Ort: Bielefeld - Ringlokschuppen
Datum: 13.02.2005
Es war ein guter Abend für Bielefeld: Erst die Bayern weggeputzt und dann ein schönes Konzert zum Tagesabschluss. Wenn auch sonst zwischen Deutschland und den Niederlanden eine leichte Rivalität besteht, erfreuen sich doch holländische Gothic Metal Acts größter Beliebtheit, vor allem wenn sie von der holden Weiblichkeit gefrontet werden. Das sahen wohl auch viele Ostwestfalen so, denn an diesem verschneiten (!) Abend pilgerte doch eine unübersehbare Menge gen Ringlokschuppen, 1000 Leute werden es allemal gewesen sein. Darunter neben Gothics und Metallern auch ein hoher Anteil Normalos in Jeans und „Buntfaltenhemd“. Pünktlich gegen 20 30 Uhr ging das Spektakel los.
Die mir vorher nicht übermäßig bekannten AUTUMN hatten sich den Support Slot bei Sharon und Co. durch gute persönliche Kontakte und ein wenig Geld organisiert, um ihren Gothic Metal einer breiten deutschen Öffentlichkeit zu präsentieren. Seit Mitte der 90er musiziert man schon und hat in dieser Zeit 2 Full Length Alben veröffentlicht, das aktuelle trägt den passenden Namen „Summer’s End“ und erschien bereits im September 2004 bei dem einheimischen Label „The Electric Co.“. Nun hat man sich für das große Nachbarland einen Vertriebsdeal mit Universal gesichert, Promotion durch die aktuelle Tour natürlich garantiert. 6 wohlgelaunte Musiker betraten die Bühne, 2 Gitarristen, 1 Bassist, Keyboarder, Drummer und die optisch sehr interessante Nienke de Jong. Die Dame trat komplett in schwarz mit roter Krawatte auf, was sehr schön mit ihren pechschwarz gefärbten Haaren und dem blutroten Mund harmonierte.
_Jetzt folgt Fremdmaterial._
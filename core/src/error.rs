use thiserror::Error;

/// Failure taxonomy for the commitment and proof pipeline. Every fallible
/// operation surfaces one of these; there is no local recovery.
#[derive(Debug, Error)]
pub enum Error {
    #[error("invalid board: {0}")]
    BoardInvalid(&'static str),

    #[error("row/col out of range")]
    CoordinateOutOfRange,

    #[error("missing or invalid salt in secret")]
    SaltMissingOrMalformed,

    /// Path/dir length disagrees with the tree depth. Indicates a corrupted
    /// secret bundle, not bad caller input.
    #[error("bad path length")]
    BadPathLength,

    #[error("merkle build: {0}")]
    MerkleBuild(&'static str),

    #[error("leaf index out of range")]
    LeafIndexOutOfRange,

    #[error("invalid field element encoding: {0}")]
    FieldEncoding(String),

    #[error("key io: {0}")]
    KeyIo(#[from] std::io::Error),

    #[error("cannot decode key material: {0}")]
    KeyDeserialization(String),

    #[error("proof generation failed: {0}")]
    ProofGeneration(String),

    #[error("cannot decode proof: {0}")]
    ProofDeserialization(String),

    #[error("proof payload missing public root")]
    MissingPublicRoot,

    #[error("root mismatch: proof root != trusted root")]
    RootMismatch,

    #[error("invalid hit public output")]
    HitOutOfRange,
}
Stimmlich konnte die Dame ebenfalls überzeugen, eher im mittleren Bereich angesiedelt erinnerte sie ein wenig an ihre Landsfrau Anneke von THE GATHERING, hin und wieder waren aber auch ein paar hohe Töne dabei. Dazu spielt die Instrumentalfraktion reinrassigen Gothic Metal, mit einigen Double Bass Einlagen und harten Riffs. Die Zuschauer, die weitestgehend mit dem Material nicht vertraut gewesen sein dürften, gingen auf der Stelle mit und verpassten dem Sextett augenscheinlich eine Gänsehaut. Da zahlt es sich aus, wenn Support und Main Act in etwa denselben Stil praktizieren und vor allem auch, dass der Sound an diesem Abend wunderbar klar und angemessen laut war. Hier zeigte sich mal wieder, dass weniger oft mehr ist. Bei Songs wie „Silent Madness“ kamen sogar einige heftige Growls vom Bassisten Meidert Sterk zum Einsatz, die für einen interessanten Kontrast sorgten. „This Night“ und der Titeltrack des aktuellen Albums rundeten den kurzen aber sehr erfolgreichen Gig gekonnt ab und man dürfte nachher wieder einige CDs abgesetzt haben (am Vorabend waren es über 60!).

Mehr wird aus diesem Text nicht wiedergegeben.